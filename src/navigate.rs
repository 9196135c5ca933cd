// The effect's only way out: after the burst, go somewhere else. Exactly once.

/// Receives the destination once the eye has burst.
pub trait Navigator {
    fn navigate(&mut self, destination: &str);
}

/// Default host: logs the hop and prints the destination for whoever launched us.
pub struct StdoutNavigator;

impl Navigator for StdoutNavigator {
    fn navigate(&mut self, destination: &str) {
        tracing::info!(destination, "navigating");
        println!("{destination}");
    }
}

/// Delay between the end of the burst and the hop, so the filtered frame is seen.
pub const NAVIGATE_DELAY_MS: f64 = 300.0;

/// Fire-and-forget delayed navigation. No retry, no cancel.
pub struct PendingNavigation {
    destination: String,
    due_ms: f64,
    fired: bool,
}

impl PendingNavigation {
    pub fn schedule(destination: impl Into<String>, now_ms: f64) -> Self {
        Self { destination: destination.into(), due_ms: now_ms + NAVIGATE_DELAY_MS, fired: false }
    }

    /// Call every tick; hands the destination to `nav` the first time the delay has elapsed.
    /// Returns true on that tick only.
    pub fn poll(&mut self, now_ms: f64, nav: &mut dyn Navigator) -> bool {
        if self.fired || now_ms < self.due_ms {
            return false;
        }
        self.fired = true;
        nav.navigate(&self.destination);
        true
    }
}

#[cfg(test)]
pub mod tests {
    use super::*;

    /// Records every call so tests can count them.
    #[derive(Default)]
    pub struct RecordingNavigator {
        pub visits: Vec<String>,
    }

    impl Navigator for RecordingNavigator {
        fn navigate(&mut self, destination: &str) {
            self.visits.push(destination.to_string());
        }
    }

    #[test]
    fn fires_once_after_delay() {
        let mut nav = RecordingNavigator::default();
        let mut pending = PendingNavigation::schedule("search.html", 1000.0);
        assert!(!pending.poll(1000.0, &mut nav));
        assert!(!pending.poll(1299.0, &mut nav));
        assert!(pending.poll(1300.0, &mut nav));
        for t in [1301.0, 2000.0, 1e9] {
            assert!(!pending.poll(t, &mut nav));
        }
        assert_eq!(nav.visits, vec!["search.html".to_string()]);
    }
}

■ ASSIGNMENT ■
Each line of the listing above that includes the word "every" should be copied.

■ TASK ANSWER ■
    /// Call every tick; hands the destination to `nav` the first time the delay has elapsed.
    /// Records every call so tests can count them.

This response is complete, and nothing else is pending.